Examples of this abound. The answers to some clues are trendy words that no one uses anymore. The whole style of Times crosswords—the clues they use, the way they integrate themes—was different back then. There’s an implicit assumption that most puzzle solvers had learned at least some Latin.
In other words, working these puzzles requires a thoroughgoing mindshift back to the seventies. If you want to understand these puzzles, you have to enter the creator’s world.
Right there is your window on some of the hardest work in dialogue.
It’s one thing to dialogue within our frameworks; it’s quite another to sit down with someone from a different framework entirely. I can talk with my ex-Marine neighbor about the Afghan war and know that, even if we disagree on policy, we can pretty much grasp each other’s mindsets because we share so much: a common language, cultural background, socioeconomic status, etc. If I’m talking with a refugee from Vietnam, all that goes out the window. The work becomes much more difficult.
If I want to understand her, I have to enter her world.
Doing so might help us connect much more effectively with people who are very different from us. What makes this essential today is that most of the world is very different from us, and we come into contact with those people more and more. As a result, a straight, white, middle-class, Christian framework—which would have served me famously in the 1950s—will not get me far in understanding Muslims building an Islamic center near Ground Zero, or gay Americans who fear violence from anti-gay activists, or the struggles of low-income people to make ends meet.
By making the mindshift, we can connect with our wonderfully diverse neighbors. By connecting, we lay the foundation for dialogue. With that foundation in place, we have a way forward when the inevitable conflicts and misunderstandings arise. The difficult work is more than worth the effort.
Have you ever tried talking with someone from a very different background or point of view? Were you able to make the mindshift? Your stories can help all of us, so feel free to share them here.
Note: I’ll be hosting my family for a reunion in a few days, so there’ll be no post next week. Watch this space around September 3 for the next post.
This is excellent John. You have masterfully articulated a core obstacle to effective dialogue.
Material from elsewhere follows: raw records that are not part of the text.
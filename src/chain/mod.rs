// Copyright 2019-2026 ChainSafe Systems
// SPDX-License-Identifier: Apache-2.0, MIT

use std::fmt;

use cid::Cid;
use itertools::Itertools as _;
use serde::{Deserialize, Serialize};

use crate::shim::clock::ChainEpoch;

/// A set of CIDs forming a unique key for a tipset.
#[derive(Clone, Debug, Default, PartialEq, Eq, Hash, Serialize, Deserialize)]
#[serde(transparent)]
pub struct TipsetKey(Vec<Cid>);

impl TipsetKey {
    pub fn new(cids: Vec<Cid>) -> Self {
        Self(cids)
    }
}

impl fmt::Display for TipsetKey {
    fn fmt(&self, f: &mut fmt::Formatter<'_>) -> fmt::Result {
        write!(f, "{{{}}}", self.0.iter().join(","))
    }
}

/// Tipset selector for API calls. `None` means the heaviest known tipset.
#[derive(Clone, Debug, Default, PartialEq, Eq)]
pub struct ApiTipsetKey(pub Option<TipsetKey>);

impl ApiTipsetKey {
    pub fn heaviest() -> Self {
        Self(None)
    }
}

impl From<&ChainSnapshot> for ApiTipsetKey {
    fn from(snapshot: &ChainSnapshot) -> Self {
        Self(Some(snapshot.key.clone()))
    }
}

/// The chain state a deadline run is evaluated against. Every state lookup
/// and randomness draw of a run uses the same snapshot.
#[derive(Clone, Debug, PartialEq, Eq)]
pub struct ChainSnapshot {
    pub key: TipsetKey,
    pub epoch: ChainEpoch,
}

impl ChainSnapshot {
    pub fn new(key: TipsetKey, epoch: ChainEpoch) -> Self {
        Self { key, epoch }
    }

    pub fn api_key(&self) -> ApiTipsetKey {
        self.into()
    }
}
I am currently reading a book about Paul of Tarsus and it is taking me through Paul’s world so I can start to unravel his mindset when he wrote his epistles to the new Christian communities of his day. Understanding his world and mindset is changing my opinion of him and presenting his words in a way that I have previously not understood them. A dialogue has started, of sorts, though the centuries.
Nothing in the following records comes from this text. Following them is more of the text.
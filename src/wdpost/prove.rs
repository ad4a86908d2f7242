// Copyright 2019-2026 ChainSafe Systems
// SPDX-License-Identifier: Apache-2.0, MIT

use std::sync::Arc;
use std::time::Instant;

use ahash::{HashMap, HashMapExt as _};
use anyhow::Context as _;
use tracing::{info, warn};

use crate::api::{ChainApi, WindowPoStProver};
use crate::chain::{ApiTipsetKey, ChainSnapshot};
use crate::metrics::{self, HistogramTimerExt as _};
use crate::miner::{
    DeadlineInfo,
    params::{PoStPartition, SubmitWindowedPoStParams},
};
use crate::shim::{
    address::Address,
    crypto::DomainSeparationTag,
    randomness::Randomness,
    sector::{SectorInfo, SectorNumber, SectorSet},
};

use super::{Error, SectorHealthChecker};

/// Assembles the Window PoSt submission of a deadline.
pub struct ProofAssembler {
    api: Arc<dyn ChainApi>,
    checker: Arc<SectorHealthChecker>,
    prover: Arc<dyn WindowPoStProver>,
    actor: Address,
}

impl ProofAssembler {
    pub fn new(
        api: Arc<dyn ChainApi>,
        checker: Arc<SectorHealthChecker>,
        prover: Arc<dyn WindowPoStProver>,
        actor: Address,
    ) -> Self {
        Self {
            api,
            checker,
            prover,
            actor,
        }
    }

    /// Proves the sectors of deadline `di` at `snapshot`.
    ///
    /// Returns [`Error::NoPartitions`] when no partition has a sector that can
    /// be proven.
    #[tracing::instrument(skip_all, fields(deadline = di.index, height = snapshot.epoch))]
    pub async fn run_post(
        &self,
        di: &DeadlineInfo,
        snapshot: &ChainSnapshot,
    ) -> Result<SubmitWindowedPoStParams, Error> {
        let tsk = snapshot.api_key();
        let partitions = self
            .api
            .state_miner_partitions(&self.actor, di.index, &tsk)
            .await
            .context("loading partitions")?;

        let mut params = SubmitWindowedPoStParams {
            deadline: di.index,
            partitions: Vec::with_capacity(partitions.len()),
            proofs: vec![],
            chain_commit_epoch: 0,
            chain_commit_rand: Randomness(vec![]),
        };
        let mut sinfos = vec![];
        let mut sector_to_part = HashMap::new();
        let mut skip_count = 0;

        for (index, partition) in (0u64..).zip(&partitions) {
            let to_prove = partition
                .active_sectors
                .union(&partition.recovering_sectors);
            let good = self
                .checker
                .check_provable(&to_prove)
                .await
                .context("checking sectors to skip")?;
            let skipped = to_prove.subtract(&good);
            skip_count += skipped.count();

            let requested = good.intersect(&partition.all_sectors);
            let ssi = self
                .sectors_for_proof(&requested, &tsk)
                .await
                .context("getting sorted sector info")?;
            if ssi.is_empty() {
                continue;
            }

            let position = params.partitions.len();
            sector_to_part.extend(requested.iter().map(|number| (number, position)));
            sinfos.extend(ssi);
            params.partitions.push(PoStPartition { index, skipped });
        }

        if sinfos.is_empty() {
            return Err(Error::NoPartitions);
        }

        let entropy =
            fvm_ipld_encoding::to_vec(&self.actor).context("failed to marshal address to cbor")?;
        let rand = self
            .api
            .chain_get_randomness_from_beacon(
                &tsk,
                DomainSeparationTag::WindowedPoStChallengeSeed,
                di.challenge_epoch,
                &entropy,
            )
            .await
            .with_context(|| {
                format!(
                    "failed to get chain randomness for window post (height={}; deadline={})",
                    snapshot.epoch, di.index
                )
            })?;

        info!(
            deadline = di.index,
            height = snapshot.epoch,
            skipped = skip_count,
            sectors = sinfos.len(),
            "Running window post"
        );
        metrics::WDPOST_SKIPPED_SECTORS.inc_by(skip_count);

        let miner = self
            .actor
            .id()
            .with_context(|| format!("miner address {} is not an ID address", self.actor))?;
        let start = Instant::now();
        let (proofs, post_skipped) = {
            let _timer = metrics::WDPOST_PROOF_GENERATION_TIME.start_timer();
            self.prover
                .generate_window_post(miner, &sinfos, &rand)
                .await
                .context("running post failed")?
        };
        if proofs.is_empty() {
            return Err(Error::EmptyProof);
        }
        params.proofs = proofs;

        let mut skipped_by_part: HashMap<usize, Vec<SectorNumber>> = HashMap::new();
        for sector in post_skipped {
            match sector_to_part.get(&sector.number) {
                Some(&position) => skipped_by_part.entry(position).or_default().push(sector.number),
                None => warn!(sector = sector.number, "Prover skipped a sector that was not requested"),
            }
        }
        for (position, numbers) in skipped_by_part {
            let part = &mut params.partitions[position];
            part.skipped = part
                .skipped
                .union(&SectorSet::try_from_numbers(numbers).context("collecting skipped sectors")?);
        }

        let elapsed = start.elapsed();

        let commit_epoch = di.open_epoch;
        let commit_rand = self
            .api
            .chain_get_randomness_from_tickets(
                &tsk,
                DomainSeparationTag::PoStChainCommit,
                commit_epoch,
                &[],
            )
            .await
            .with_context(|| {
                format!(
                    "failed to get chain commit randomness for window post (height={}; deadline={})",
                    snapshot.epoch, di.index
                )
            })?;
        params.chain_commit_epoch = commit_epoch;
        params.chain_commit_rand = commit_rand;

        info!(deadline = di.index, ?elapsed, "Submitting window post");

        Ok(params)
    }

    /// Resolves the proof inputs of `requested`, one per sector number in
    /// ascending order. Numbers without on-chain info are stood in for by the
    /// first resolved sector. Returns nothing when no sector resolves.
    pub async fn sectors_for_proof(
        &self,
        requested: &SectorSet,
        tsk: &ApiTipsetKey,
    ) -> anyhow::Result<Vec<SectorInfo>> {
        if requested.is_empty() {
            return Ok(vec![]);
        }
        let sset = self
            .api
            .state_miner_sectors(&self.actor, requested, tsk)
            .await
            .context("getting sector infos")?;
        let Some(first) = sset.first() else {
            return Ok(vec![]);
        };
        let substitute = SectorInfo::from(first);

        let by_number: HashMap<SectorNumber, SectorInfo> = sset
            .iter()
            .map(|sector| (sector.sector_number, SectorInfo::from(sector)))
            .collect();

        Ok(requested
            .iter()
            .map(|number| {
                by_number
                    .get(&number)
                    .cloned()
                    .unwrap_or_else(|| substitute.clone())
            })
            .collect())
    }
}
The million dollar question is, of course, how do we master the art of understanding mindsets other than our own? Where do we find the best practices, the most successful models or even any kind of methodology? Whose voices do we trust to accurately convey these mindsets?
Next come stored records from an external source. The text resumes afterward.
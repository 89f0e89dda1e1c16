//! Topology records, snapshot, and store seam.
//!
//! ```text
//! CRUD layer / topology file ──► TopologyStore ──► TopologyRecords
//!                                                       │
//!                                              TopologySnapshot (petgraph)
//!                                                       │
//!                                            tracer per-hop queries
//! ```
//!
//! ## Modules
//!
//! - [`models`] — Endpoint identity, cables, pass-through pairs, raw records
//! - [`snapshot`] — validated immutable graph the tracer walks
//! - [`store`] — `TopologyStore` trait and the file-backed implementation
//! - [`mock`] — `MockTopologyStore` for testing (cfg(test) only)

pub mod models;
pub mod snapshot;
pub mod store;

#[cfg(test)]
pub(crate) mod mock;

pub use models::{
    Cable, CableStatus, Endpoint, EndpointKind, PassThroughPair, TerminationRole, TopologyRecords,
};
pub use snapshot::{CableRun, TopologySnapshot};
pub use store::{FileTopologyStore, TopologyStore};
I believe Jesus’ answer to these questions was to love one another. It may be the most simple, effective approach but it remains the most elusive as well. (All due to operator error I may add, not the program itself).
You are tackling a huge subject here and one that couldn’t be more critical in our modern, increasingly globalized world. I look forward to your next thoughts!
Great comment, Debbi. Your point about Jesus’ answer to these questions–love–is particularly trenchant, especially if we understand love as the putting aside of ourselves to hear (and ultimately to serve) the other. That, in turn, runs us smack into the question of how to love in that way; I believe it brings us right back to God and the inner transformation God can effect in us.
I love the question “Whose voices do we trust to accurately convey these mindsets?” Might the answer be “everyone’s voices”? Or at least everyone when they are speaking from their own experience, their own background, their own heritage. To me, that voice carries so much more weight than abstract pronouncements, flip comments, or generalizations about the other from people who don’t know the other.